Nascent technologies show promise for government apps

By Brad Grimes, GCN Staff

PHOENIX, Ariz.—In a room full of venture capitalists—including representatives from In-Q-Tel, the CIA’s investing arm—technology start-ups have unleashed a bevy of new products. And while many will likely never find their way into government agencies (the conference kicked off with a high-tech ice cream machine), several show promise for addressing enterprise challenges.

The DEMO conferences, now in their 16th year, give start-ups an opportunity to debut their products in front of potential investors and the technology press. Companies get six minutes on stage to demonstrate their products’ capabilities. The Palm Pilot and TiVo are among the influential technologies to get their starts at DEMO.

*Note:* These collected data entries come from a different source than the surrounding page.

//! WAL Reader
//!
//! Handles reading entries from the WAL file.

use std::fs::File;
use std::io::{BufReader, Read, Seek, SeekFrom};
use std::path::Path;

use bytes::Bytes;

use super::entry::{RecordHeader, MIN_PAYLOAD_SIZE};
use super::{WalEntry, HEADER_SIZE};
use crate::error::{Result, TierError};

/// Outcome of reading one record slot
pub(crate) enum RecordRead {
    /// Checksum and payload verified
    Valid(WalEntry),

    /// A damaged record. The reader has already moved to the next valid
    /// record, or to the end of the file if none follows.
    Corrupted { lsn: u64, error: TierError },

    /// The file ends inside a header or payload (partial write) and no
    /// valid record follows
    Torn,
}

/// Reads entries from the WAL file
pub struct WalReader {
    reader: BufReader<File>,
    /// Offset of the next unread record
    position: u64,
    /// Readable limit, pulled back to `position` once a torn record is seen
    end: u64,
    /// LSN of the last valid record; later records always carry a higher one
    last_lsn: u64,
}

impl WalReader {
    /// Open a WAL file for reading
    pub fn open(path: &Path) -> Result<Self> {
        let file = File::open(path)?;
        let end = file.metadata()?.len();
        Ok(Self {
            reader: BufReader::new(file),
            position: 0,
            end,
            last_lsn: 0,
        })
    }

    /// Byte offset just past the last record read
    pub fn position(&self) -> u64 {
        self.position
    }

    /// Read the next record slot without interpreting failures.
    ///
    /// A record whose length runs past the end of the file is only torn if
    /// no valid record follows it; otherwise its length field was damaged
    /// and the records after it are still there.
    pub(crate) fn read_record(&mut self) -> Result<Option<RecordRead>> {
        let remaining = self.end - self.position;
        if remaining == 0 {
            return Ok(None);
        }
        if remaining < HEADER_SIZE as u64 {
            self.end = self.position;
            return Ok(Some(RecordRead::Torn));
        }

        let mut header_buf = [0u8; HEADER_SIZE];
        self.reader.read_exact(&mut header_buf)?;
        let header = RecordHeader::parse(&header_buf);
        let available = remaining - HEADER_SIZE as u64;

        if header.len as u64 > available {
            let error = TierError::WalCorruption(format!(
                "record at offset {} claims {} payload bytes, {} left",
                self.position, header.len, available
            ));
            return self.skip_damaged(header.lsn, error, false);
        }

        let mut payload = vec![0u8; header.len as usize];
        self.reader.read_exact(&mut payload)?;

        match WalEntry::from_parts(header, Bytes::from(payload)) {
            Ok(entry) => {
                self.position += HEADER_SIZE as u64 + header.len as u64;
                self.last_lsn = entry.lsn;
                Ok(Some(RecordRead::Valid(entry)))
            }
            Err(error) => self.skip_damaged(header.lsn, error, true),
        }
    }

    /// Move past the damaged record at `position`.
    ///
    /// Its length field cannot be trusted, so the next record is searched
    /// for byte by byte from one past the damaged record's start.
    fn skip_damaged(
        &mut self,
        lsn: u64,
        error: TierError,
        complete: bool,
    ) -> Result<Option<RecordRead>> {
        match self.find_next_record(self.position + 1)? {
            Some(next) => {
                self.seek_to(next)?;
                Ok(Some(RecordRead::Corrupted { lsn, error }))
            }
            None if complete => {
                self.seek_to(self.end)?;
                Ok(Some(RecordRead::Corrupted { lsn, error }))
            }
            None => {
                self.end = self.position;
                Ok(Some(RecordRead::Torn))
            }
        }
    }

    /// Offset of the first valid record at or after `from`
    fn find_next_record(&mut self, from: u64) -> Result<Option<u64>> {
        if from >= self.end {
            return Ok(None);
        }
        self.reader.seek(SeekFrom::Start(from))?;
        let mut rest = Vec::with_capacity((self.end - from) as usize);
        (&mut self.reader).take(self.end - from).read_to_end(&mut rest)?;

        let found = (0..rest.len()).find(|&at| self.is_record_start(&rest[at..]));
        Ok(found.map(|at| from + at as u64))
    }

    fn is_record_start(&self, bytes: &[u8]) -> bool {
        let Some(Ok(header)) = bytes
            .get(..HEADER_SIZE)
            .map(<&[u8; HEADER_SIZE]>::try_from)
        else {
            return false;
        };
        let header = RecordHeader::parse(header);
        let len = header.len as usize;

        header.lsn > self.last_lsn
            && len >= MIN_PAYLOAD_SIZE
            && len <= bytes.len() - HEADER_SIZE
            && header.matches(&bytes[HEADER_SIZE..HEADER_SIZE + len])
    }

    fn seek_to(&mut self, offset: u64) -> Result<()> {
        self.reader.seek(SeekFrom::Start(offset))?;
        self.position = offset;
        Ok(())
    }

    /// Read the next entry from the WAL.
    ///
    /// A partial record at the end of the file reads as end of log. A
    /// complete record that fails its checksum is an error.
    pub fn next_entry(&mut self) -> Result<Option<WalEntry>> {
        match self.read_record()? {
            None | Some(RecordRead::Torn) => Ok(None),
            Some(RecordRead::Valid(entry)) => Ok(Some(entry)),
            Some(RecordRead::Corrupted { error, .. }) => Err(error),
        }
    }

    /// Iterate over entries until the end of the log or the first error
    pub fn entries(self) -> WalIterator {
        WalIterator {
            reader: self,
            done: false,
        }
    }
}

/// Iterator over WAL entries
pub struct WalIterator {
    reader: WalReader,
    done: bool,
}

impl Iterator for WalIterator {
    type Item = Result<WalEntry>;

    fn next(&mut self) -> Option<Self::Item> {
        if self.done {
            return None;
        }
        match self.reader.next_entry() {
            Ok(Some(entry)) => Some(Ok(entry)),
            Ok(None) => {
                self.done = true;
                None
            }
            Err(e) => {
                self.done = true;
                Some(Err(e))
            }
        }
    }
}
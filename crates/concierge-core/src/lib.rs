pub mod cache;
pub mod error;
pub mod fallback;
pub mod orchestrator;
pub mod ports;
pub mod request;
pub mod router;
pub mod session;

pub use cache::SimilarityCache;
pub use error::{ErrorKind, TurnError};
pub use fallback::{FallbackContext, synthesize};
pub use orchestrator::{
    ConciergeSession, OrchestratorConfig, TurnHandle, TurnInput, TurnOutcome, TIMEOUT_NOTICE,
};
pub use ports::{Allowance, HistorySource, QuotaGate, StreamAbort, StreamConnection, StreamTransport};
pub use session::{Conversation, ConversationRegistry, ConversationStatus, Role, Turn, TurnPatch};

// Simple in-crate mocks for demo/testing
pub mod mocks {
    use std::collections::HashMap;
    use std::sync::atomic::{AtomicBool, Ordering};
    use std::sync::Arc;

    use anyhow::{anyhow, Result};
    use async_trait::async_trait;
    use protocol::{StreamEvent, TurnRequest};
    use tokio::sync::{mpsc, Notify};

    use crate::ports::{
        Allowance, HistorySource, QuotaGate, StreamAbort, StreamConnection, StreamTransport,
    };
    use crate::session::turn::Turn;

    /// Quota gate with a fixed answer.
    pub struct StaticQuota(pub Allowance);

    impl StaticQuota {
        pub fn allowing() -> Self {
            Self(Allowance { allowed: true, remaining: 10, limit: 10 })
        }

        pub fn denying() -> Self {
            Self(Allowance { allowed: false, remaining: 0, limit: 10 })
        }
    }

    #[async_trait]
    impl QuotaGate for StaticQuota {
        async fn check_allowance(&self) -> Result<Allowance> {
            Ok(self.0)
        }
    }

    /// Quota gate whose check itself fails (stale billing service).
    pub struct BrokenQuota;

    #[async_trait]
    impl QuotaGate for BrokenQuota {
        async fn check_allowance(&self) -> Result<Allowance> {
            Err(anyhow!("billing service unreachable"))
        }
    }

    /// A stream the test (or demo) feeds by hand. Each `open` hands the
    /// event sender back through the tap channel, so events can be pushed
    /// after `begin_turn` returns. Abort closes the stream without
    /// consuming the test's sender.
    pub struct ChannelTransport {
        taps: mpsc::UnboundedSender<(TurnRequest, mpsc::Sender<StreamEvent>)>,
    }

    impl ChannelTransport {
        pub fn new() -> (
            Self,
            mpsc::UnboundedReceiver<(TurnRequest, mpsc::Sender<StreamEvent>)>,
        ) {
            let (taps, tap_rx) = mpsc::unbounded_channel();
            (Self { taps }, tap_rx)
        }
    }

    struct ChannelAbort {
        fired: AtomicBool,
        notify: Arc<Notify>,
    }

    impl StreamAbort for ChannelAbort {
        fn abort(&self) {
            if !self.fired.swap(true, Ordering::SeqCst) {
                self.notify.notify_waiters();
            }
        }
    }

    #[async_trait]
    impl StreamTransport for ChannelTransport {
        async fn open(&self, request: TurnRequest) -> Result<StreamConnection> {
            let (feed_tx, mut feed_rx) = mpsc::channel::<StreamEvent>(64);
            let (out_tx, out_rx) = mpsc::channel::<StreamEvent>(64);
            let notify = Arc::new(Notify::new());
            let abort = Arc::new(ChannelAbort {
                fired: AtomicBool::new(false),
                notify: notify.clone(),
            });
            // Forward until the feed closes or abort fires.
            let guard = abort.clone();
            tokio::spawn(async move {
                loop {
                    // notify_waiters only wakes parked tasks; the flag
                    // covers an abort landing between iterations.
                    if guard.fired.load(Ordering::SeqCst) {
                        break;
                    }
                    tokio::select! {
                        ev = feed_rx.recv() => match ev {
                            Some(ev) => {
                                if out_tx.send(ev).await.is_err() {
                                    break;
                                }
                            }
                            None => break,
                        },
                        _ = notify.notified() => break,
                    }
                }
            });
            self.taps
                .send((request, feed_tx))
                .map_err(|_| anyhow!("transport tap dropped"))?;
            Ok(StreamConnection { events: out_rx, abort })
        }
    }

    /// Transport whose connection attempt always fails.
    pub struct FailingTransport;

    #[async_trait]
    impl StreamTransport for FailingTransport {
        async fn open(&self, _request: TurnRequest) -> Result<StreamConnection> {
            Err(anyhow!("connection refused"))
        }
    }

    /// In-memory persisted history.
    #[derive(Default)]
    pub struct MemoryHistory {
        trips: HashMap<String, Vec<Turn>>,
    }

    impl MemoryHistory {
        pub fn new() -> Self {
            Self::default()
        }

        pub fn insert(&mut self, trip_id: impl Into<String>, turns: Vec<Turn>) {
            self.trips.insert(trip_id.into(), turns);
        }
    }

    #[async_trait]
    impl HistorySource for MemoryHistory {
        async fn load(&self, trip_id: &str) -> Result<Vec<Turn>> {
            Ok(self.trips.get(trip_id).cloned().unwrap_or_default())
        }
    }
}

PolyVision Corp. of Atlanta launched an electronic version of the large flipcharts used in conference rooms. The Thunder Virtual Flipchart System includes what is essentially a giant touch-screen computer and PolyVision’s own collaboration software for marking up images and taking electronic notes and then “peeling” them off the touch screen in order to project them onto a wall or screen via an LCD projector.

After the company’s on-stage presentation, PolyVision’s executive vice president of global sales Ira Hutchinson said the company was in talks with several government agencies about using the system. The setup that PolyVision demonstrated included several LCD projectors displaying electronic flipchart pages across a long screen. Participants in a meeting can be remote users, and throw their own charts or diagrams directly onto the screen in order to share information.

Hutchinson said that when meeting participants plug into the system to share information, actual data is not transmitted. The Thunder system simply takes the video-out signal from a notebook computer, for instance, and puts it onscreen.

Later today, IronPort Systems Inc. of San Bruno, Calif., will demonstrate its new S-Series of Web security appliances. The company has already been selling e-mail security products to government agencies such as the Food and Drug Administration. The e-mail appliances use unique reputation filters to help keep out spam and malicious code while minimizing false positives.